◆ **Requirement**: From the entries below, copy every line where the string "that" appears.

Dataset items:
+---+

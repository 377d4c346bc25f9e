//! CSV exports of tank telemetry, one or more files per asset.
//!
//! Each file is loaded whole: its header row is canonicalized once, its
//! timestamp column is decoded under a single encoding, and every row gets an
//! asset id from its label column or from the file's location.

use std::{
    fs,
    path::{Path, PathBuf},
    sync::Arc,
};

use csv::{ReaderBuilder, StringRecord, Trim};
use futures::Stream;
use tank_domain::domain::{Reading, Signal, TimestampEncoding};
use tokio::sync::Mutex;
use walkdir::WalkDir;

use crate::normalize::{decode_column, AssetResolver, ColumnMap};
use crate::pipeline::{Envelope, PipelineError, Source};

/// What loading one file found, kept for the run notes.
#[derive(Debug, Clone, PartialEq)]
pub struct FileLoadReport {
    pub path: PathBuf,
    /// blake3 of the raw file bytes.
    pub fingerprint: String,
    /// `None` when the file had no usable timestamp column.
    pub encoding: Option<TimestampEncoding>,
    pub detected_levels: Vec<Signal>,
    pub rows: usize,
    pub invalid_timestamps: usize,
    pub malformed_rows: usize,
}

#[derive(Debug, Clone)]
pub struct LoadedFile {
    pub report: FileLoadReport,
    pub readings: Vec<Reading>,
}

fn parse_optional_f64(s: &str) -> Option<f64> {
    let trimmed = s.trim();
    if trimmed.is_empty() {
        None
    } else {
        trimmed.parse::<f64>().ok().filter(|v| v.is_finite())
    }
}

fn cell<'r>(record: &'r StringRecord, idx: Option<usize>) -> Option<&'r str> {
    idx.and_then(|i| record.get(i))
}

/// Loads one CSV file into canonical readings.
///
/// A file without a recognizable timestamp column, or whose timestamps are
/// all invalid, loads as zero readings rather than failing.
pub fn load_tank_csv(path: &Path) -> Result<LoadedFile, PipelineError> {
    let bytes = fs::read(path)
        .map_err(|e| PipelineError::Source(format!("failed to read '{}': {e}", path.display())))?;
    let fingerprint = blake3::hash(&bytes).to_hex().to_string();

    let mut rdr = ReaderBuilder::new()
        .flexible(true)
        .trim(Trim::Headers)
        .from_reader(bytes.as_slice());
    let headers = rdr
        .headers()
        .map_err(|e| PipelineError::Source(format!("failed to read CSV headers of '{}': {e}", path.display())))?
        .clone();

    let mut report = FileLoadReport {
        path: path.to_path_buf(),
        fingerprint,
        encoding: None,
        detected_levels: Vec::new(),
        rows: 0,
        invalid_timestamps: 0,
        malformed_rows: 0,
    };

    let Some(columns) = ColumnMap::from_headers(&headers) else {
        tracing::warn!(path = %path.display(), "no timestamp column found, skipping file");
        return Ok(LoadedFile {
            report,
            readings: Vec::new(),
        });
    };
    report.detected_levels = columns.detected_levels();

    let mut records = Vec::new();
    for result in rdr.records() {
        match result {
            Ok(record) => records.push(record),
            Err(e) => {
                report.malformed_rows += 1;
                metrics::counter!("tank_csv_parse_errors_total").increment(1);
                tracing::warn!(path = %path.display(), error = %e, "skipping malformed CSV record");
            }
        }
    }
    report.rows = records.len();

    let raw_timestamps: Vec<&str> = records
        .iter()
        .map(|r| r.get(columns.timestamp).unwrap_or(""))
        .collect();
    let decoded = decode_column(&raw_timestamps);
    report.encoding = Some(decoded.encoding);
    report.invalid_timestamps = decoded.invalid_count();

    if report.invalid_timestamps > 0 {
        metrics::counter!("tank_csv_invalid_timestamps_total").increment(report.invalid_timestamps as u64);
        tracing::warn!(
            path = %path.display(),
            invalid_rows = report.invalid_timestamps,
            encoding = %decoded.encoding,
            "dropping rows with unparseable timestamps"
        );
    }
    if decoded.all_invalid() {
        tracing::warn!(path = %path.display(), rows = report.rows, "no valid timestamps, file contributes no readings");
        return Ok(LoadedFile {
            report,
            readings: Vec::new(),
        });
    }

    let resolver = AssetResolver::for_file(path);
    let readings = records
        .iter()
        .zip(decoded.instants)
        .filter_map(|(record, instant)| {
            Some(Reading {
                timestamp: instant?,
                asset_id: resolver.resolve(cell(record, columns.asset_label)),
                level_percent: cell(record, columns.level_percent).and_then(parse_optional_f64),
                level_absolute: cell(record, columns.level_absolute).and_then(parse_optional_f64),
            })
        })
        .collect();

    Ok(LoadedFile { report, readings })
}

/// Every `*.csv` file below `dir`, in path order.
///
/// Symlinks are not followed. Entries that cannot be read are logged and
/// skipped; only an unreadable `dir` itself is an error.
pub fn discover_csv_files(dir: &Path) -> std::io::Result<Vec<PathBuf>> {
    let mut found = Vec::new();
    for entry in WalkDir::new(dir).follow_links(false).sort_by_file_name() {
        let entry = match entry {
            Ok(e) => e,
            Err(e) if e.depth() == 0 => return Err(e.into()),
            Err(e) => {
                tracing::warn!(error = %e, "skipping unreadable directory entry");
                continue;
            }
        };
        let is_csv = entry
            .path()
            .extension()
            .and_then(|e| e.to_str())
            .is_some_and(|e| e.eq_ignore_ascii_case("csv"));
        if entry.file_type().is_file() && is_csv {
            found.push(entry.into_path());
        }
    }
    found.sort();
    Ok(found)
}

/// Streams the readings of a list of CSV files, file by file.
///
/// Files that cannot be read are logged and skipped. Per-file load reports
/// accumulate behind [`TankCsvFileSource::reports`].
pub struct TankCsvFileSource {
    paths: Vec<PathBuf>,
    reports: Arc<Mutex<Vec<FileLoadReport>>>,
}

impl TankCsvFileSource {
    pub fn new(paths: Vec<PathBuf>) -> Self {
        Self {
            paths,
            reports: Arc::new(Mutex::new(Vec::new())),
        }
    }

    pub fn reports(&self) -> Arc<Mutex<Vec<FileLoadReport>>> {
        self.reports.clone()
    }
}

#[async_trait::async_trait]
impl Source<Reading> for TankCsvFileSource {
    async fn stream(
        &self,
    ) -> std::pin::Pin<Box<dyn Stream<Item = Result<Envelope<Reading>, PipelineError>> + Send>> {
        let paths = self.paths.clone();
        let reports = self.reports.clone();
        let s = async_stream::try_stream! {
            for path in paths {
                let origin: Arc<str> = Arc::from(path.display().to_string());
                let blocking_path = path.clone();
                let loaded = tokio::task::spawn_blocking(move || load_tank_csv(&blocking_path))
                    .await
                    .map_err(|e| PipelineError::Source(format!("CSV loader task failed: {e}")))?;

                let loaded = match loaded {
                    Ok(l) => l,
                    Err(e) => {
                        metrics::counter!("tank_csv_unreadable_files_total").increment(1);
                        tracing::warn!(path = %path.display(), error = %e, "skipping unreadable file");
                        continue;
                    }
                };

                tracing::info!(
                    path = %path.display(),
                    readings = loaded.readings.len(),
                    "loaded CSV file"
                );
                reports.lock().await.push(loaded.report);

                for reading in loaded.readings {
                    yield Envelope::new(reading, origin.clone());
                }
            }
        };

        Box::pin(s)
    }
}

+---+

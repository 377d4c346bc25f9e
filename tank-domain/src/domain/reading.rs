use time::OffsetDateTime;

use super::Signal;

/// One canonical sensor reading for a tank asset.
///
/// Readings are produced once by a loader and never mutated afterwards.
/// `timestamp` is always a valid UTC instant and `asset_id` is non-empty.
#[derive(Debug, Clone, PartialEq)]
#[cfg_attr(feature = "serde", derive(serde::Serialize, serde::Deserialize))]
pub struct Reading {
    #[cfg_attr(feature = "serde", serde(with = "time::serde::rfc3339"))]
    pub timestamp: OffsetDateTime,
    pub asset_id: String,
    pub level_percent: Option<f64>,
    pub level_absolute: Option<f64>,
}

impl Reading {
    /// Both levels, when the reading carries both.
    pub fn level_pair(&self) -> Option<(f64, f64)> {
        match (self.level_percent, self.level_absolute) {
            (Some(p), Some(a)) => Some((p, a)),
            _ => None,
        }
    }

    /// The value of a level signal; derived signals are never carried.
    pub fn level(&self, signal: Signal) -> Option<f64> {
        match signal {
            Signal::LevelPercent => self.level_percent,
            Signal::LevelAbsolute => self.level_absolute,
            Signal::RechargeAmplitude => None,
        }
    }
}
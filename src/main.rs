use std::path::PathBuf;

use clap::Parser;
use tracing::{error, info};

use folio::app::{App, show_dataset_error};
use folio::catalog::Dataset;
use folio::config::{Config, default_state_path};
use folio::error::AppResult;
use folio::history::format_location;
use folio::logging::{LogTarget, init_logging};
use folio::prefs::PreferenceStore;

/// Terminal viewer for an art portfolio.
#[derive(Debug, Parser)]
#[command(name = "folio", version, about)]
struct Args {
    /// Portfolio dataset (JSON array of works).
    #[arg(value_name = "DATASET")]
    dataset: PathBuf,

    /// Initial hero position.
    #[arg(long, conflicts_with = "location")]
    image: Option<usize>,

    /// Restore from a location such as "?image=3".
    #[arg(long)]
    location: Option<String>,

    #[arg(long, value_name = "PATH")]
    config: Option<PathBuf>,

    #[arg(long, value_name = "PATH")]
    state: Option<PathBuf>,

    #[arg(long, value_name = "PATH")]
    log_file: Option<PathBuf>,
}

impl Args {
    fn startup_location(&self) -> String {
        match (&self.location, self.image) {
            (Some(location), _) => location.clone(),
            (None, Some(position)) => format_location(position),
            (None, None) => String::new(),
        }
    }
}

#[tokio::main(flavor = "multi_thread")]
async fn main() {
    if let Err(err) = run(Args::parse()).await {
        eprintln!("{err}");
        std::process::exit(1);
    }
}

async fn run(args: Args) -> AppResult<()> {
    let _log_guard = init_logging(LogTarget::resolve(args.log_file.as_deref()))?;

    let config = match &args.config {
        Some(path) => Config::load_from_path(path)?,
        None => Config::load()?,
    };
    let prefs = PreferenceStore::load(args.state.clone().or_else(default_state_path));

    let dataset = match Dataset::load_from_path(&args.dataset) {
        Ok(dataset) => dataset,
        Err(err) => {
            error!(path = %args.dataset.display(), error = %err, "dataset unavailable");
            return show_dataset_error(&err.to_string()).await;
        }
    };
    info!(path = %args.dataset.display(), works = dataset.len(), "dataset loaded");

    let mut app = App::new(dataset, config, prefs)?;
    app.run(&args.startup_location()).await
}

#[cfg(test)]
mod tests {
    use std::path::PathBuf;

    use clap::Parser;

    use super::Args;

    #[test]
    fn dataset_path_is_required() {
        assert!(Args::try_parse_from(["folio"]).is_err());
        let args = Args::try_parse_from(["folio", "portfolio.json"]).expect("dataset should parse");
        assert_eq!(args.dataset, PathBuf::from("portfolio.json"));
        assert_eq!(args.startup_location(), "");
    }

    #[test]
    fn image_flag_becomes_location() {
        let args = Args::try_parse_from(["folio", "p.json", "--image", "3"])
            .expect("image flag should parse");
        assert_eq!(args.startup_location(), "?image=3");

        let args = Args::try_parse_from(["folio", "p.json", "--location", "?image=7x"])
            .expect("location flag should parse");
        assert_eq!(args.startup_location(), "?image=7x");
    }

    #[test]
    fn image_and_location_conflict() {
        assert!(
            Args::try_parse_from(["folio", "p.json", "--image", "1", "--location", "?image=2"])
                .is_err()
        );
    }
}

+---+

◆ **Response**:
/// Symlinks are not followed. Entries that cannot be read are logged and
/// Files that cannot be read are logged and skipped. Per-file load reports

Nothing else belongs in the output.